(Source data)
// Copyright 2018 The Produce-rs Project Developers. All Rights Reserved.
//
// Licensed under the Apache License, Version 2.0 (the "License");
// you may not use this file except in compliance with the License.
// You may obtain a copy of the License at
//
//     http://www.apache.org/licenses/LICENSE-2.0
//
// Unless required by applicable law or agreed to in writing, software
// distributed under the License is distributed on an "AS IS" BASIS,
// WITHOUT WARRANTIES OR CONDITIONS OF ANY KIND, either express or implied.
// See the License for the specific language governing permissions and
// limitations under the License.

// Support utilities for tests.

use std::collections::HashMap;
use std::path::{Path, PathBuf};
use std::sync::{Arc, Mutex};

use super::build::{Build, BuildConfig};
use super::disk_interface::{DiskInterface, FileReader, FileReaderError, RealDiskInterface};
use super::eval::ScriptEvaluator;
use super::rule_file_parser::parse_rule_file;
use super::rules::RuleSet;
use super::timestamp::TimeStamp;

const TICK: i64 = 1_000_000_000;

/// An entry for a single in-memory file.
struct VirtualFileSystemEntry {
    mtime: TimeStamp,
    contents: String,
}

struct VirtualFileSystemInner {
    files: HashMap<PathBuf, VirtualFileSystemEntry>,
    files_read: Vec<PathBuf>,
    /// A simple fake clock for file operations.
    now: i64,
}

/// An implementation of DiskInterface that uses an in-memory representation
/// of disk state.  It also logs file reads so tests can verify access
/// patterns.
pub struct VirtualFileSystem {
    inner: Mutex<VirtualFileSystemInner>,
}

impl VirtualFileSystem {
    pub fn new() -> Self {
        VirtualFileSystem {
            inner: Mutex::new(VirtualFileSystemInner {
                files: HashMap::new(),
                files_read: Vec::new(),
                now: TICK,
            }),
        }
    }

    /// Tick "time" forwards; subsequent file operations will be newer than
    /// previous ones.
    pub fn tick(&self) -> TimeStamp {
        let mut inner = self.inner.lock().unwrap();
        inner.now += TICK;
        TimeStamp(inner.now)
    }

    /// "Create" a file with contents.
    pub fn create(&self, path: &Path, contents: &str) {
        let mut inner = self.inner.lock().unwrap();
        let mtime = TimeStamp(inner.now);
        inner.files.insert(
            path.to_owned(),
            VirtualFileSystemEntry {
                mtime,
                contents: contents.to_owned(),
            },
        );
    }

    pub fn mtime(&self, path: &Path) -> TimeStamp {
        let inner = self.inner.lock().unwrap();
        inner
            .files
            .get(path)
            .map(|entry| entry.mtime)
            .unwrap_or(TimeStamp(0))
    }

    pub fn contents(&self, path: &Path) -> Option<String> {
        let inner = self.inner.lock().unwrap();
        inner.files.get(path).map(|entry| entry.contents.clone())
    }

    pub fn files_read(&self) -> Vec<PathBuf> {
        self.inner.lock().unwrap().files_read.clone()
    }
}

impl FileReader for VirtualFileSystem {
    fn read_file(&self, path: &Path, contents: &mut String) -> Result<(), FileReaderError> {
        let mut inner = self.inner.lock().unwrap();
        inner.files_read.push(path.to_owned());
        if let Some(entry) = inner.files.get(path) {
            *contents = entry.contents.clone();
            Ok(())
        } else {
            Err(FileReaderError::NotFound(
                "No such file or directory".to_owned(),
            ))
        }
    }
}

impl DiskInterface for VirtualFileSystem {
    fn stat(&self, path: &Path) -> Result<TimeStamp, String> {
        Ok(self.mtime(path))
    }

    fn write_file(&self, path: &Path, contents: &str) -> Result<(), String> {
        self.create(path, contents);
        Ok(())
    }

    fn remove_file(&self, path: &Path) -> Result<bool, String> {
        let mut inner = self.inner.lock().unwrap();
        Ok(inner.files.remove(path).is_some())
    }

    fn rename(&self, from: &Path, to: &Path) -> Result<bool, String> {
        let mut inner = self.inner.lock().unwrap();
        match inner.files.remove(from) {
            Some(entry) => {
                inner.files.insert(to.to_owned(), entry);
                Ok(true)
            }
            None => Ok(false),
        }
    }

    fn touch(&self, path: &Path, time: TimeStamp) -> Result<(), String> {
        let mut inner = self.inner.lock().unwrap();
        match inner.files.get_mut(path) {
            Some(entry) => {
                entry.mtime = time;
            }
            None => {
                inner.files.insert(
                    path.to_owned(),
                    VirtualFileSystemEntry {
                        mtime: time,
                        contents: String::new(),
                    },
                );
            }
        }
        Ok(())
    }

    fn now(&self) -> TimeStamp {
        TimeStamp(self.inner.lock().unwrap().now)
    }
}

/// Compile a rule file from text, panicking on any error.
pub fn ruleset_from_text(text: &str) -> RuleSet {
    let file = parse_rule_file("produce.ini", text).expect("rule file parses");
    RuleSet::from_rule_file("produce.ini", file, Box::new(ScriptEvaluator::new()))
        .expect("rule file compiles")
}

/// A Build backed by an in-memory filesystem.
pub fn build_with_vfs(
    text: &str,
    vfs: Arc<VirtualFileSystem>,
    config: BuildConfig,
) -> Arc<Build> {
    Build::new(config, ruleset_from_text(text), vfs)
}

/// A Build backed by the real filesystem, for tests that run recipes.
pub fn build_with_disk(text: &str, config: BuildConfig) -> Arc<Build> {
    Build::new(config, ruleset_from_text(text), Arc::new(RealDiskInterface {}))
}

#[cfg(test)]
mod tests {
    use super::*;

    #[test]
    fn virtual_clock_orders_files() {
        let vfs = VirtualFileSystem::new();
        vfs.create(Path::new("old"), "");
        vfs.tick();
        vfs.create(Path::new("new"), "");

        assert!(vfs.mtime(Path::new("new")) > vfs.mtime(Path::new("old")));
        assert_eq!(vfs.mtime(Path::new("absent")), TimeStamp(0));
    }

    #[test]
    fn virtual_rename_and_touch() {
        let vfs = VirtualFileSystem::new();
        vfs.create(Path::new("f"), "data");

        assert_eq!(vfs.rename(Path::new("f"), Path::new("f~")).unwrap(), true);
        assert_eq!(vfs.contents(Path::new("f~")).unwrap(), "data");
        assert_eq!(vfs.rename(Path::new("f"), Path::new("f~")).unwrap(), false);

        let future = vfs.now().plus_seconds(1);
        vfs.touch(Path::new("f~"), future).unwrap();
        assert_eq!(vfs.mtime(Path::new("f~")), future);
    }

    #[test]
    fn reads_are_recorded() {
        let vfs = VirtualFileSystem::new();
        vfs.create(Path::new("f"), "data");
        let mut contents = String::new();
        vfs.read_file(Path::new("f"), &mut contents).unwrap();
        assert_eq!(contents, "data");
        assert_eq!(vfs.files_read(), vec![PathBuf::from("f")]);
    }
}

Work to complete: For each line of the entries that contains the word "HashMap", make a copy.

Reply to the exercise:
use std::collections::HashMap;
    files: HashMap<PathBuf, VirtualFileSystemEntry>,
                files: HashMap::new(),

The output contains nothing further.